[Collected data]
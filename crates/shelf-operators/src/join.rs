//! Catalog join: products -> category -> owning user.
//!
//! Precondition enforced here rather than assumed: every product's category
//! and every category's owner resolve to exactly one record. A dataset that
//! violates this never becomes a `Catalog`.

use std::collections::HashMap;
use std::hash::Hash;

use shelf_core::error::{Error, Result};
use shelf_core::id::{CategoryId, UserId};
use shelf_core::model::{Category, Dataset, EnrichedProduct, User};
use shelf_core::query::OwnerFilter;

/// Index records by primary key, rejecting duplicates.
fn index_by<'a, T, K>(
    items: &'a [T],
    entity: &'static str,
    key: impl Fn(&T) -> K,
) -> Result<HashMap<K, &'a T>>
where
    K: Copy + Eq + Hash + Into<u64>,
{
    let mut map = HashMap::with_capacity(items.len());
    for item in items {
        let k = key(item);
        if map.insert(k, item).is_some() {
            return Err(Error::DuplicateId {
                entity,
                id: k.into(),
            });
        }
    }
    Ok(map)
}

/// Resolve every product against the category and user tables.
///
/// Output has the same length and order as `dataset.products`.
pub fn join_products(dataset: &Dataset) -> Result<Vec<EnrichedProduct>> {
    let users: HashMap<UserId, &User> = index_by(&dataset.users, "user", |u| u.id)?;
    let categories: HashMap<CategoryId, &Category> =
        index_by(&dataset.categories, "category", |c| c.id)?;
    index_by(&dataset.products, "product", |p| p.id)?;

    for category in &dataset.categories {
        if !users.contains_key(&category.owner_id) {
            return Err(Error::ReferentialIntegrity {
                entity: "category",
                id: category.id.get(),
                target: "user",
                reference: category.owner_id.get(),
            });
        }
    }

    let mut out = Vec::with_capacity(dataset.products.len());
    for product in &dataset.products {
        let category = categories.get(&product.category_id).ok_or(
            Error::ReferentialIntegrity {
                entity: "product",
                id: product.id.get(),
                target: "category",
                reference: product.category_id.get(),
            },
        )?;
        // Owners were checked above for every category.
        let user = users
            .get(&category.owner_id)
            .ok_or(Error::ReferentialIntegrity {
                entity: "category",
                id: category.id.get(),
                target: "user",
                reference: category.owner_id.get(),
            })?;

        out.push(EnrichedProduct {
            id: product.id,
            name: product.name.clone(),
            category_id: product.category_id,
            category: (*category).clone(),
            user: (*user).clone(),
        });
    }

    tracing::debug!(
        users = dataset.users.len(),
        categories = dataset.categories.len(),
        products = out.len(),
        "joined catalog"
    );
    Ok(out)
}

/// Joined, validated catalog. Immutable once built.
#[derive(Debug, Clone)]
pub struct Catalog {
    users: Vec<User>,
    categories: Vec<Category>,
    products: Vec<EnrichedProduct>,
}

impl Catalog {
    pub fn from_dataset(dataset: Dataset) -> Result<Self> {
        let products = join_products(&dataset)?;
        Ok(Self {
            users: dataset.users,
            categories: dataset.categories,
            products,
        })
    }

    pub fn users(&self) -> &[User] {
        &self.users
    }

    pub fn categories(&self) -> &[Category] {
        &self.categories
    }

    pub fn products(&self) -> &[EnrichedProduct] {
        &self.products
    }

    pub fn category(&self, id: CategoryId) -> Option<&Category> {
        self.categories.iter().find(|c| c.id == id)
    }

    /// Case-insensitive lookup by user name.
    pub fn user_by_name(&self, name: &str) -> Result<&User> {
        let needle = name.trim().to_lowercase();
        self.users
            .iter()
            .find(|u| u.name.to_lowercase() == needle)
            .ok_or_else(|| Error::UnknownName {
                kind: "owner",
                name: name.to_string(),
            })
    }

    /// Case-insensitive lookup by category title.
    pub fn category_by_title(&self, title: &str) -> Result<&Category> {
        let needle = title.trim().to_lowercase();
        self.categories
            .iter()
            .find(|c| c.title.to_lowercase() == needle)
            .ok_or_else(|| Error::UnknownName {
                kind: "category",
                name: title.to_string(),
            })
    }

    /// Resolve an owner tab name.
    ///
    /// A user whose name matches exactly wins; otherwise `"all"` (any case)
    /// selects every owner, and anything else is a case-insensitive user
    /// lookup.
    pub fn owner_filter(&self, name: &str) -> Result<OwnerFilter> {
        let trimmed = name.trim();
        if let Some(user) = self.users.iter().find(|u| u.name == trimmed) {
            return Ok(OwnerFilter::Owner(user.clone()));
        }
        if trimmed.eq_ignore_ascii_case("all") {
            return Ok(OwnerFilter::All);
        }
        self.user_by_name(name)
            .map(|u| OwnerFilter::Owner(u.clone()))
    }
}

▶ **Assignment**: Output the entries exactly. Leave nothing out.

▶ **Task response**:
filename crates/shelf-operators/src/join.rs
//! Catalog join: products -> category -> owning user.
//!
//! Precondition enforced here rather than assumed: every product's category
//! and every category's owner resolve to exactly one record. A dataset that
//! violates this never becomes a `Catalog`.

use std::collections::HashMap;
use std::hash::Hash;

use shelf_core::error::{Error, Result};
use shelf_core::id::{CategoryId, UserId};
use shelf_core::model::{Category, Dataset, EnrichedProduct, User};
use shelf_core::query::OwnerFilter;

/// Index records by primary key, rejecting duplicates.
fn index_by<'a, T, K>(
    items: &'a [T],
    entity: &'static str,
    key: impl Fn(&T) -> K,
) -> Result<HashMap<K, &'a T>>
where
    K: Copy + Eq + Hash + Into<u64>,
{
    let mut map = HashMap::with_capacity(items.len());
    for item in items {
        let k = key(item);
        if map.insert(k, item).is_some() {
            return Err(Error::DuplicateId {
                entity,
                id: k.into(),
            });
        }
    }
    Ok(map)
}

/// Resolve every product against the category and user tables.
///
/// Output has the same length and order as `dataset.products`.
pub fn join_products(dataset: &Dataset) -> Result<Vec<EnrichedProduct>> {
    let users: HashMap<UserId, &User> = index_by(&dataset.users, "user", |u| u.id)?;
    let categories: HashMap<CategoryId, &Category> =
        index_by(&dataset.categories, "category", |c| c.id)?;
    index_by(&dataset.products, "product", |p| p.id)?;

    for category in &dataset.categories {
        if !users.contains_key(&category.owner_id) {
            return Err(Error::ReferentialIntegrity {
                entity: "category",
                id: category.id.get(),
                target: "user",
                reference: category.owner_id.get(),
            });
        }
    }

    let mut out = Vec::with_capacity(dataset.products.len());
    for product in &dataset.products {
        let category = categories.get(&product.category_id).ok_or(
            Error::ReferentialIntegrity {
                entity: "product",
                id: product.id.get(),
                target: "category",
                reference: product.category_id.get(),
            },
        )?;
        // Owners were checked above for every category.
        let user = users
            .get(&category.owner_id)
            .ok_or(Error::ReferentialIntegrity {
                entity: "category",
                id: category.id.get(),
                target: "user",
                reference: category.owner_id.get(),
            })?;

        out.push(EnrichedProduct {
            id: product.id,
            name: product.name.clone(),
            category_id: product.category_id,
            category: (*category).clone(),
            user: (*user).clone(),
        });
    }

    tracing::debug!(
        users = dataset.users.len(),
        categories = dataset.categories.len(),
        products = out.len(),
        "joined catalog"
    );
    Ok(out)
}

/// Joined, validated catalog. Immutable once built.
#[derive(Debug, Clone)]
pub struct Catalog {
    users: Vec<User>,
    categories: Vec<Category>,
    products: Vec<EnrichedProduct>,
}

impl Catalog {
    pub fn from_dataset(dataset: Dataset) -> Result<Self> {
        let products = join_products(&dataset)?;
        Ok(Self {
            users: dataset.users,
            categories: dataset.categories,
            products,
        })
    }

    pub fn users(&self) -> &[User] {
        &self.users
    }

    pub fn categories(&self) -> &[Category] {
        &self.categories
    }

    pub fn products(&self) -> &[EnrichedProduct] {
        &self.products
    }

    pub fn category(&self, id: CategoryId) -> Option<&Category> {
        self.categories.iter().find(|c| c.id == id)
    }

    /// Case-insensitive lookup by user name.
    pub fn user_by_name(&self, name: &str) -> Result<&User> {
        let needle = name.trim().to_lowercase();
        self.users
            .iter()
            .find(|u| u.name.to_lowercase() == needle)
            .ok_or_else(|| Error::UnknownName {
                kind: "owner",
                name: name.to_string(),
            })
    }

    /// Case-insensitive lookup by category title.
    pub fn category_by_title(&self, title: &str) -> Result<&Category> {
        let needle = title.trim().to_lowercase();
        self.categories
            .iter()
            .find(|c| c.title.to_lowercase() == needle)
            .ok_or_else(|| Error::UnknownName {
                kind: "category",
                name: title.to_string(),
            })
    }

    /// Resolve an owner tab name.
    ///
    /// A user whose name matches exactly wins; otherwise `"all"` (any case)
    /// selects every owner, and anything else is a case-insensitive user
    /// lookup.
    pub fn owner_filter(&self, name: &str) -> Result<OwnerFilter> {
        let trimmed = name.trim();
        if let Some(user) = self.users.iter().find(|u| u.name == trimmed) {
            return Ok(OwnerFilter::Owner(user.clone()));
        }
        if trimmed.eq_ignore_ascii_case("all") {
            return Ok(OwnerFilter::All);
        }
        self.user_by_name(name)
            .map(|u| OwnerFilter::Owner(u.clone()))
    }
}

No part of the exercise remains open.